Many cases occur sporadically or in small clusters, but large outbreaks also occur. The risk of human-to-human transmission within households in the DRC was noted to range from 50% to 100% during the 2013 outbreak. The DRC's Bokungu Health Zone saw an increase in cases of 600-fold that year. In 2019 the DRC reported 3,794 suspected cases and 73 deaths. In the first nine-months of 2020, it reported over 4,500 suspected cases of mpox, including 171 deaths.
Mpox is reportable in the DRC, where the disease is endemic, and disease burden remains high. There, the more virulent clade I has been affecting some of the world's poorest and socially excluded communities. A regional surveillance system collects reports of all suspected mpox cases, and where possible, they may be investigated.
2023-2024 outbreak
This section is an excerpt from Mpox § 2023–2024 Central Africa outbreak.During 2023, a clade I outbreak of mpox disease in the Democratic Republic of the Congo resulted in 14,626 suspected cases being reported, with 654 associated deaths, making for a case-fatality rate of 4.5%. The outbreak continued into 2024, with 3,576 suspected mpox cases and 265 deaths reported in the Democratic Republic of the Congo through the first nine weeks of the year, making for an estimated CFR of 7.4%.
Transmission of the virus in the outbreak appears to be primarily through sexual and close familial contact, with cases occurring in areas without a history of mpox, such as South Kivu and Kinshasa. An estimated 64% of the cases and 85% of fatalities have occurred in children. The outbreak consists of two separate sub-variants of clade I, with one of the sub-variants having a novel mutation, making detection with standard assays unreliable.
The outbreak spread to the neighbouring country of the Republic of the Congo, with 43 cases reported in March 2024. By August 2024, the outbreak spread further into central and southern Africa with cases of clade I and clade II strains reported in Burundi, Rwanda, Uganda, Kenya, Côte d'Ivoire, and South Africa.

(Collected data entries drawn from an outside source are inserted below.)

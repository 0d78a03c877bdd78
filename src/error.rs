//! Error types shared by the document model and the client.

use thiserror::Error;

use crate::crdt::TimeTicket;

/// Convenience alias used throughout the crate.
pub type Result<T> = std::result::Result<T, Error>;

/// Errors raised by document operations and the replication client.
#[derive(Debug, Error)]
#[non_exhaustive]
pub enum Error {
    /// A call that needs an activated client was made while deactivated.
    #[error("client {0} is not active")]
    ClientNotActive(String),

    /// The document is not attached to this client.
    #[error("document {0} is not attached")]
    DocumentNotAttached(String),

    /// An operation referenced an element this replica has never seen.
    #[error("element {0} not found")]
    ElementNotFound(TimeTicket),

    /// The resolved element is not of the variant the operation needs.
    #[error("element {ticket} is not {expected}")]
    UnexpectedElementType {
        ticket: TimeTicket,
        expected: &'static str,
    },

    /// A creation ticket was registered twice.
    #[error("creation ticket {0} is already registered")]
    DuplicateTicket(TimeTicket),

    /// The RPC collaborator reported a failure.
    #[error("rpc {method} failed: {reason}")]
    Rpc {
        method: &'static str,
        reason: String,
    },

    /// An actor id could not be parsed.
    #[error("invalid actor id: {0}")]
    InvalidActorId(String),

    /// JSON encoding or decoding failed.
    #[error("serialization error: {0}")]
    Serialization(#[from] serde_json::Error),
}

impl Error {
    /// Builds an [`Error::Rpc`] from any displayable transport error.
    pub fn rpc(method: &'static str, reason: impl std::fmt::Display) -> Self {
        Error::Rpc {
            method,
            reason: reason.to_string(),
        }
    }

    /// Returns true for errors that mean a remote change cannot be applied
    /// because its causal dependencies are missing or malformed.
    pub fn is_protocol_violation(&self) -> bool {
        matches!(
            self,
            Error::ElementNotFound(_) | Error::UnexpectedElementType { .. }
        )
    }
}
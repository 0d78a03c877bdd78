//! Events the client publishes to its subscribers.

use parking_lot::Mutex;
use tokio::sync::mpsc;

use crate::client::attachment::PeersByDocument;

/// Whether the client is registered with the server.
#[derive(Debug, Clone, Copy, PartialEq, Eq, Hash)]
pub enum ClientStatus {
    Deactivated,
    Activated,
}

/// State of the watch stream.
#[derive(Debug, Clone, Copy, PartialEq, Eq, Hash)]
pub enum StreamConnectionStatus {
    Connected,
    Disconnected,
}

/// Outcome of a push-pull round.
#[derive(Debug, Clone, Copy, PartialEq, Eq, Hash)]
pub enum DocumentSyncResult {
    Synced,
    SyncFailed,
}

/// An event that occurs in a [`Client`](crate::Client).
#[derive(Debug, Clone, PartialEq)]
pub enum ClientEvent {
    StatusChanged(ClientStatus),
    /// Remote changes are waiting to be pulled for these document keys.
    DocumentsChanged(Vec<String>),
    PeersChanged(PeersByDocument),
    StreamConnectionStatusChanged(StreamConnectionStatus),
    DocumentSynced(DocumentSyncResult),
}

/// Fans events out to one channel per subscriber.
///
/// Events are posted in order; subscribers that dropped their receiver are
/// pruned on the next post.
#[derive(Debug, Default)]
pub(crate) struct EventBus {
    subscribers: Mutex<Vec<mpsc::UnboundedSender<ClientEvent>>>,
}

impl EventBus {
    pub(crate) fn subscribe(&self) -> mpsc::UnboundedReceiver<ClientEvent> {
        let (tx, rx) = mpsc::unbounded_channel();
        self.subscribers.lock().push(tx);
        rx
    }

    pub(crate) fn publish(&self, event: ClientEvent) {
        self.subscribers
            .lock()
            .retain(|tx| tx.send(event.clone()).is_ok());
    }
}
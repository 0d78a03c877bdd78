//! Client configuration.

use std::time::Duration;

use crate::client::attachment::Presence;

/// Default pause between two sync loop iterations.
pub const DEFAULT_SYNC_LOOP_DURATION: Duration = Duration::from_millis(50);

/// Default delay before a dropped watch stream is reopened.
pub const DEFAULT_RECONNECT_STREAM_DELAY: Duration = Duration::from_millis(1000);

/// User-settable options used when creating a [`Client`](crate::Client).
#[derive(Debug, Clone)]
pub struct ClientOptions {
    /// Identifies the client to the server. A random UUID when unset.
    pub key: Option<String>,
    /// Initial presence shared with peers of attached documents.
    pub presence: Presence,
    /// API key of the project.
    pub api_key: Option<String>,
    /// Authentication token of the user.
    pub token: Option<String>,
    /// Pause between sync loop iterations while the watch stream is up.
    pub sync_loop_duration: Duration,
    /// Delay before reopening a dropped watch stream. The sync loop backs
    /// off to this cadence while the stream is down.
    pub reconnect_stream_delay: Duration,
}

impl Default for ClientOptions {
    fn default() -> Self {
        ClientOptions {
            key: None,
            presence: Presence::new(),
            api_key: None,
            token: None,
            sync_loop_duration: DEFAULT_SYNC_LOOP_DURATION,
            reconnect_stream_delay: DEFAULT_RECONNECT_STREAM_DELAY,
        }
    }
}

impl ClientOptions {
    pub fn with_key(mut self, key: impl Into<String>) -> Self {
        self.key = Some(key.into());
        self
    }

    pub fn with_presence(mut self, presence: Presence) -> Self {
        self.presence = presence;
        self
    }

    pub fn with_api_key(mut self, api_key: impl Into<String>) -> Self {
        self.api_key = Some(api_key.into());
        self
    }

    pub fn with_token(mut self, token: impl Into<String>) -> Self {
        self.token = Some(token.into());
        self
    }

    pub fn with_sync_loop_duration(mut self, duration: Duration) -> Self {
        self.sync_loop_duration = duration;
        self
    }

    pub fn with_reconnect_stream_delay(mut self, delay: Duration) -> Self {
        self.reconnect_stream_delay = delay;
        self
    }

    /// Header pairs an RPC transport should attach to every call.
    pub fn auth_metadata(&self) -> Vec<(&'static str, String)> {
        let mut metadata = Vec::new();
        if let Some(api_key) = &self.api_key {
            metadata.push(("x-api-key", api_key.clone()));
        }
        if let Some(token) = &self.token {
            metadata.push(("authorization", token.clone()));
        }
        metadata
    }
}
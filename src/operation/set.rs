//! Assignment of a value to an object key.

use serde::{Deserialize, Serialize};

use crate::crdt::{ElementNode, ElementValue, Root, TimeTicket};
use crate::error::{Error, Result};

/// Sets `key` of an object to a new element created at `executed_at`.
///
/// The value with the greatest creation ticket owns the key. The loser, old or
/// new, is tombstoned at the winner's creation ticket so every replica
/// records the same tombstone regardless of delivery order.
#[derive(Debug, Clone, PartialEq, Serialize, Deserialize)]
pub struct SetOperation {
    pub parent_created_at: TimeTicket,
    pub key: String,
    pub value: ElementValue,
    pub executed_at: TimeTicket,
}

impl SetOperation {
    pub fn new(
        parent_created_at: TimeTicket,
        key: impl Into<String>,
        value: ElementValue,
        executed_at: TimeTicket,
    ) -> Self {
        SetOperation {
            parent_created_at,
            key: key.into(),
            value,
            executed_at,
        }
    }

    pub fn execute(&self, root: &mut Root) -> Result<()> {
        let object = root.object(&self.parent_created_at)?;
        if let Some(existing) = root.find_by_created_at(&self.executed_at) {
            let redelivered = existing.parent == Some(self.parent_created_at)
                && object.key_of(&self.executed_at) == Some(self.key.as_str());
            return if redelivered {
                Ok(())
            } else {
                Err(Error::DuplicateTicket(self.executed_at))
            };
        }

        root.register_element(ElementNode::new(
            self.executed_at,
            Some(self.parent_created_at),
            self.value.clone().into_element(self.executed_at),
        ))?;
        let previous = root
            .object_mut(&self.parent_created_at)?
            .insert(self.key.clone(), self.executed_at);

        if let Some(previous) = previous {
            let (loser, winner) = if self.executed_at.after(&previous) {
                (previous, self.executed_at)
            } else {
                (self.executed_at, previous)
            };
            root.tombstone(&loser, winner)?;
        }
        Ok(())
    }
}
//! Keyed members of the `Object` element.
//!
//! An object remembers every value ever set under each key. The value with the
//! greatest creation ticket owns the key; earlier ones are tombstoned by the
//! root when they lose.

use std::collections::BTreeMap;

use crate::crdt::types::{ActorId, TimeTicket};

/// A value stored under a key.
#[derive(Debug, Clone, PartialEq, Eq)]
pub struct ObjectMember {
    pub key: String,
    pub created_at: TimeTicket,
}

/// Keyed children of an object element.
#[derive(Debug, Clone, Default, PartialEq)]
pub struct ObjectElement {
    members: Vec<ObjectMember>,
}

impl ObjectElement {
    pub fn new() -> Self {
        Self::default()
    }

    /// Every member, losers and tombstones included.
    pub fn tickets(&self) -> impl Iterator<Item = TimeTicket> + '_ {
        self.members.iter().map(|m| m.created_at)
    }

    /// The value currently owning `key`, removed or not.
    pub fn winner(&self, key: &str) -> Option<TimeTicket> {
        self.members
            .iter()
            .filter(|m| m.key == key)
            .map(|m| m.created_at)
            .max()
    }

    /// Winning value per key, sorted by key.
    pub fn winners(&self) -> BTreeMap<&str, TimeTicket> {
        let mut winners: BTreeMap<&str, TimeTicket> = BTreeMap::new();
        for member in &self.members {
            winners
                .entry(member.key.as_str())
                .and_modify(|t| {
                    if member.created_at.after(t) {
                        *t = member.created_at;
                    }
                })
                .or_insert(member.created_at);
        }
        winners
    }

    /// Key under which `created_at` was set.
    pub fn key_of(&self, created_at: &TimeTicket) -> Option<&str> {
        self.members
            .iter()
            .find(|m| m.created_at == *created_at)
            .map(|m| m.key.as_str())
    }

    /// Records a value under `key` and returns the winner before the insert.
    pub fn insert(&mut self, key: impl Into<String>, created_at: TimeTicket) -> Option<TimeTicket> {
        let key = key.into();
        let previous = self.winner(&key);
        self.members.push(ObjectMember { key, created_at });
        previous
    }

    pub(crate) fn set_actor(&mut self, actor: ActorId) {
        for member in &mut self.members {
            member.created_at = member.created_at.claimed_by(actor);
        }
    }

    pub(crate) fn purge(&mut self, created_at: &TimeTicket) {
        self.members.retain(|m| m.created_at != *created_at);
    }
}

#[cfg(test)]
mod tests {
    use super::*;

    fn ticket(lamport: u64) -> TimeTicket {
        TimeTicket::new(lamport, 1, ActorId::from_bytes([3; 12]))
    }

    #[test]
    fn test_latest_member_wins_key() {
        let mut object = ObjectElement::new();
        assert_eq!(object.insert("k", ticket(5)), None);
        assert_eq!(object.insert("k", ticket(3)), Some(ticket(5)));
        assert_eq!(object.winner("k"), Some(ticket(5)));

        assert_eq!(object.insert("k", ticket(8)), Some(ticket(5)));
        assert_eq!(object.winner("k"), Some(ticket(8)));
        assert_eq!(object.tickets().count(), 3);
    }

    #[test]
    fn test_winners_sorted_by_key() {
        let mut object = ObjectElement::new();
        object.insert("b", ticket(1));
        object.insert("a", ticket(2));
        object.insert("b", ticket(4));

        let winners: Vec<_> = object.winners().into_iter().collect();
        assert_eq!(winners, vec![("a", ticket(2)), ("b", ticket(4))]);
        assert_eq!(object.key_of(&ticket(1)), Some("b"));
    }
}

The WHO declared a global health emergency in August 2024. Sweden became the first non-African country to report a case of clade I mpox. A case of mpox was confirmed in Pakistan.On 19 August 2024, the DRC's Ministry of Public Health, Samuel-Roger Kamba Mulamba [fr], said in a press conference that all of the country's provinces, including the capital city of Kinshasa, had been affected by the outbreak, while announcing that the national government would launch a €45 million response plan including awareness campaigns, medical team deployment and patient care, but not vaccines. Kamba also said that the DRC needed about 3.5 million doses of mpox vaccines, with roughly 215.000 doses set to be donated by Belgium and up to three million doses being donated by Japan, and further donations being expected by the United States. On 26 August, Germany's federal government publicly announced that it would donate 100,000 vaccines to the DRC and other neighbouring African countries.